▸ Work to complete: Across the whole listing, state how many lines include "https". Add nothing to that number.

[Start of section]

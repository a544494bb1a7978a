pub mod backend;
pub mod calendar;
pub mod context_builder;
pub mod decoder;
pub mod notifier;
pub mod prompt;
pub mod selector;
use std::collections::HashMap;
use std::env;
use std::fs;
use std::path::PathBuf;
use std::time::Duration;

use chrono_tz::Tz;
use thiserror::Error;

use crate::service::backend::{ModelVariant, RequestShape};

pub const DEFAULT_OLLAMA_HOST: &str = "http://localhost:11434";
pub const DEFAULT_OLLAMA_MODEL: &str = "qwen3-coder:480b-cloud";
pub const DEFAULT_GEMINI_BASE_URL: &str = "https://generativelanguage.googleapis.com";
pub const DEFAULT_CALENDAR_BASE_URL: &str = "https://www.googleapis.com/calendar/v3";
const DEFAULT_HOST_FILE: &str = "./data/ollama_host";
const DEFAULT_HTTP_TIMEOUT_SECS: u64 = 120;

#[derive(Debug, Error)]
pub enum ConfigError {
    #[error("failed to read {path}: {source}")]
    Io {
        path: String,
        #[source]
        source: std::io::Error,
    },
    #[error("invalid config line {line}: {content}")]
    InvalidLine { line: usize, content: String },
    #[error("{0} must be set")]
    Missing(&'static str),
    #[error("invalid value for {key}: {value}")]
    InvalidValue { key: &'static str, value: String },
}

#[derive(Debug, Default, Clone)]
pub struct AppConfig {
    values: HashMap<String, String>,
}

impl AppConfig {
    pub fn from_file(path: &str) -> Result<Self, ConfigError> {
        let content = fs::read_to_string(path).map_err(|source| ConfigError::Io {
            path: path.to_string(),
            source,
        })?;
        Self::parse(&content)
    }

    pub fn parse(content: &str) -> Result<Self, ConfigError> {
        let mut values = HashMap::new();
        for (idx, line) in content.lines().enumerate() {
            let trimmed = line.trim();
            if trimmed.is_empty() || trimmed.starts_with('#') {
                continue;
            }
            let trimmed = trimmed.strip_prefix("export ").unwrap_or(trimmed);
            let Some((key, value)) = trimmed.split_once('=') else {
                return Err(ConfigError::InvalidLine {
                    line: idx + 1,
                    content: line.to_string(),
                });
            };
            let key = key.trim();
            let mut value = value.trim().to_string();
            if value.len() >= 2
                && ((value.starts_with('"') && value.ends_with('"'))
                    || (value.starts_with('\'') && value.ends_with('\'')))
            {
                value = value[1..value.len() - 1].to_string();
            }
            values.insert(key.to_string(), value);
        }
        Ok(Self { values })
    }

    /// Config file value first, then the process environment.
    pub fn get(&self, key: &str) -> Option<String> {
        self.values
            .get(key)
            .cloned()
            .or_else(|| env::var(key).ok())
            .filter(|v| !v.trim().is_empty())
    }
}

#[derive(Debug, Clone, Copy, PartialEq, Eq)]
pub enum BackendKind {
    Ollama,
    Gemini,
}

#[derive(Debug, Clone)]
pub struct Settings {
    pub backends: Vec<BackendKind>,
    pub gemini_api_key: Option<String>,
    pub gemini_base_url: String,
    pub gemini_models: Vec<ModelVariant>,
    pub ollama_host: String,
    pub ollama_model: String,
    pub ollama_host_file: PathBuf,
    pub calendar_token: Option<String>,
    pub calendar_base_url: String,
    pub timezone: Tz,
    pub http_timeout: Duration,
}

impl Settings {
    pub fn from_config(config: &AppConfig) -> Result<Self, ConfigError> {
        let backends = match config.get("BACKENDS") {
            Some(raw) => parse_backends(&raw)?,
            None => vec![BackendKind::Ollama, BackendKind::Gemini],
        };
        let gemini_models = match config.get("GEMINI_MODELS") {
            Some(raw) => parse_model_list(&raw),
            None => default_gemini_models(),
        };
        let timezone = match config.get("TIMEZONE") {
            Some(name) => name.parse::<Tz>().map_err(|_| ConfigError::InvalidValue {
                key: "TIMEZONE",
                value: name,
            })?,
            None => Tz::UTC,
        };
        let http_timeout = match config.get("HTTP_TIMEOUT_SECS") {
            Some(raw) => {
                let secs = raw.parse::<u64>().map_err(|_| ConfigError::InvalidValue {
                    key: "HTTP_TIMEOUT_SECS",
                    value: raw,
                })?;
                Duration::from_secs(secs)
            }
            None => Duration::from_secs(DEFAULT_HTTP_TIMEOUT_SECS),
        };

        Ok(Self {
            backends,
            gemini_api_key: config.get("GEMINI_API_KEY"),
            gemini_base_url: config
                .get("GEMINI_BASE_URL")
                .unwrap_or_else(|| DEFAULT_GEMINI_BASE_URL.to_string()),
            gemini_models,
            ollama_host: config
                .get("OLLAMA_HOST")
                .unwrap_or_else(|| DEFAULT_OLLAMA_HOST.to_string()),
            ollama_model: config
                .get("OLLAMA_MODEL")
                .unwrap_or_else(|| DEFAULT_OLLAMA_MODEL.to_string()),
            ollama_host_file: config
                .get("OLLAMA_HOST_FILE")
                .map(PathBuf::from)
                .unwrap_or_else(|| PathBuf::from(DEFAULT_HOST_FILE)),
            calendar_token: config.get("GOOGLE_CALENDAR_TOKEN"),
            calendar_base_url: config
                .get("CALENDAR_BASE_URL")
                .unwrap_or_else(|| DEFAULT_CALENDAR_BASE_URL.to_string()),
            timezone,
            http_timeout,
        })
    }
}

fn parse_backends(raw: &str) -> Result<Vec<BackendKind>, ConfigError> {
    raw.split(',')
        .map(str::trim)
        .filter(|name| !name.is_empty())
        .map(|name| match name.to_ascii_lowercase().as_str() {
            "ollama" => Ok(BackendKind::Ollama),
            "gemini" => Ok(BackendKind::Gemini),
            _ => Err(ConfigError::InvalidValue {
                key: "BACKENDS",
                value: name.to_string(),
            }),
        })
        .collect()
}

// "gemini-pro:text" selects the permissive request shape for that model.
fn parse_model_list(raw: &str) -> Vec<ModelVariant> {
    raw.split(',')
        .map(str::trim)
        .filter(|entry| !entry.is_empty())
        .map(|entry| match entry.strip_suffix(":text") {
            Some(model) => ModelVariant::new(model, RequestShape::PlainText),
            None => ModelVariant::new(entry, RequestShape::JsonMode),
        })
        .collect()
}

/// Most capable first; the legacy model does not accept JSON mode.
pub fn default_gemini_models() -> Vec<ModelVariant> {
    vec![
        ModelVariant::new("gemini-2.5-flash", RequestShape::JsonMode),
        ModelVariant::new("gemini-2.0-flash", RequestShape::JsonMode),
        ModelVariant::new("gemini-1.5-pro", RequestShape::JsonMode),
        ModelVariant::new("gemini-1.5-flash", RequestShape::JsonMode),
        ModelVariant::new("gemini-pro", RequestShape::PlainText),
    ]
}

/// User-chosen backend address, persisted to a one-line file and read on every call.
#[derive(Debug, Clone)]
pub struct HostOverride {
    path: PathBuf,
}

impl HostOverride {
    pub fn new(path: impl Into<PathBuf>) -> Self {
        Self { path: path.into() }
    }

    pub async fn current(&self) -> Option<String> {
        let content = tokio::fs::read_to_string(&self.path).await.ok()?;
        let host = content.trim().trim_end_matches('/');
        if host.is_empty() {
            None
        } else {
            Some(host.to_string())
        }
    }

    pub async fn persist(&self, host: &str) -> Result<(), ConfigError> {
        let io_err = |source| ConfigError::Io {
            path: self.path.display().to_string(),
            source,
        };
        if let Some(parent) = self.path.parent() {
            if !parent.as_os_str().is_empty() {
                tokio::fs::create_dir_all(parent).await.map_err(io_err)?;
            }
        }
        tokio::fs::write(&self.path, format!("{}\n", host.trim()))
            .await
            .map_err(io_err)
    }

    pub async fn clear(&self) -> Result<(), ConfigError> {
        match tokio::fs::remove_file(&self.path).await {
            Ok(()) => Ok(()),
            Err(err) if err.kind() == std::io::ErrorKind::NotFound => Ok(()),
            Err(source) => Err(ConfigError::Io {
                path: self.path.display().to_string(),
                source,
            }),
        }
    }
}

[End of section]

▸ Solution for this task: 2